Food matters for personal, public, and planetary well-being
“Environmental Justice” connects environmental concerns with other social justice movements. Like other social justice movements that focus on structural oppression (racism, sexism, heterosexism, classism, etc.), environmental justice recognizes a problem of power in society. Much like power in society has been misused to oppress various social groups (People of Color, women, LGBTQ people, people with disabilities, etc.) power has also been misused to create vast areas of environmental devastation throughout the world and to thwart attempts at environmental reform and preservation. Today there is growing realization that negative environmental impacts disproportionately burden socially marginalized groups like People of Color in the United States and people in developing countries abroad. In the midst of the environmental movement, advocates for environmental justice speak for human rights and with special concern for people who have often been abused.
Proponents of environmentalism work to shift the dominant worldview that commodifies land and objectifies living things.
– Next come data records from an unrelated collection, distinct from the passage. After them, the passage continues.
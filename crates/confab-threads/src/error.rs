use thiserror::Error;

use confab_core::error::{AsErrorInfo, ErrorInfo, ErrorKind};
use confab_core::ThreadUri;
use confab_kv::KvError;

#[derive(Debug, Error)]
pub enum ThreadError {
    #[error("Not Found: no thread '{0}'")]
    NotFound(ThreadUri),

    #[error(transparent)]
    Kv(#[from] KvError),
}

impl AsErrorInfo for ThreadError {
    fn as_info(&self) -> ErrorInfo {
        match self {
            ThreadError::NotFound(_) => ErrorInfo::new(404, self.to_string(), ErrorKind::Normal),
            ThreadError::Kv(err) => err.as_info(),
        }
    }
}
Proponents of environmental justice, like most environmentalists, encourage a shift from viewing the environment as a resource to exploit to seeing it as a web of interconnected living things, and the source of life itself. But environmental justice proponents go one step further, by prioritizing the needs of low income people, People of Color communities, and other oppressed groups, who disproportionately lack access to nutritious food, clean air and water, parks, recreation, health care, education, transportation, safe jobs, etc.
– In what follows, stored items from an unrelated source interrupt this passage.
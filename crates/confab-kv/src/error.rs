use confab_core::error::{AsErrorInfo, ErrorInfo};
use thiserror::Error;

pub type KvResult<T> = Result<T, KvError>;

#[derive(Debug, Error)]
pub enum KvError {
    #[error("Redis error: {0}")]
    Redis(#[from] redis::RedisError),

    #[error("Serialization error: {0}")]
    Serialization(#[from] serde_json::Error),
}

impl AsErrorInfo for KvError {
    fn as_info(&self) -> ErrorInfo {
        ErrorInfo::internal(self.to_string())
    }
}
Self-determination, participation in decision-making and gaining control over land and resources are also key components of environmental justice for many People of Color. Justice making activities not accountable to oppressed communities tend to perpetuate the very oppression they try to fight, becoming paternalistic at best and oppressive at worst. A good example is the current “green” movement in the U.S. to move toward biodiesel to replace petroleum as an energy source; while this idea has its merits, the demand for corn as a biofuel causes food shortages abroad and rising food prices in the US, which disproportionately harm both poor people and people of color.
Questions for Individual/Group Reflection
1. What is the difference between environmentalism and environmental justice? What happens when social justice issues and environmental issues are kept apart?
2. In order to participate in environmental justice work, what do we need to understand about social oppressions like poverty, neo-colonialism, racism, classism, and sexism?
3. Reflect on the following quote from Van Jones in a interview with "Grist."
"The other thing to keep in mind is that people who have a lot of opportunity, the affluent, love to hear about this big crisis. Oh my god, global warming, we're all going to die. For people who have a lot of crisis already, they don't want to hear about another big crisis. They've got sick parents, no health care, all that kind of stuff -- they don't want to hear about it. The rhetoric has to change. For people with a bunch of opportunity, you tell them about the crisis. For people with a bunch of crisis, you tell about the opportunities. ”
Do the people of your community need to hear about the crises or the opportunities? Why?
4. As we discuss food issues, how can we bring our passion for environmental issues together with our social justice concerns?
Van Jones’s Ware Lecture
Van Jones is an American civil rights and environmental advocate and attorney. His first book, The Green Collar Economy (2008), reached #12 on the New York Times Best Seller list. This video captures his 2008 Ware Lecture, which received a standing ovation for several minutes from over a thousand Unitarian Universalists at their national convention. It is possible, he stressed, to fight pollution, poverty, and crime at the same time by “greening the ghetto first” and overcoming “eco-apartheid,” which leaves millions of already vulnerable people to shoulder the worst effects of the environmental crisis. Jones described how “a green wave can lift all boats,” and told UUs that they need “insist on a green economy” and prepare to govern. He pointed out that in West Oakland, a city of 35,000 people, there are no grocery stores, but 43 liquor stores. He called for urban farms, rooftop gardens, and other “ways to lift people up.” He reminded delegates that Martin Luther King's speech was not “I Have a Complaint,” “I Have a Critique,” or “I Have a Long List of Issues.” The country isn't looking for critique but needs our beautiful dream to be made real. With humor and conviction, humility and courage, Van Jones charges Unitarian Universalists to live with Environmental Justice. An excellent introduction to Environmental Justice in general, in this discussion, it will be most effective when paired with resources that focus on the relationship between environmental justice and food ethics, or combined with resources available on the website of an organization that Van Jones co-founded, Ella Baker Center for Human Rights.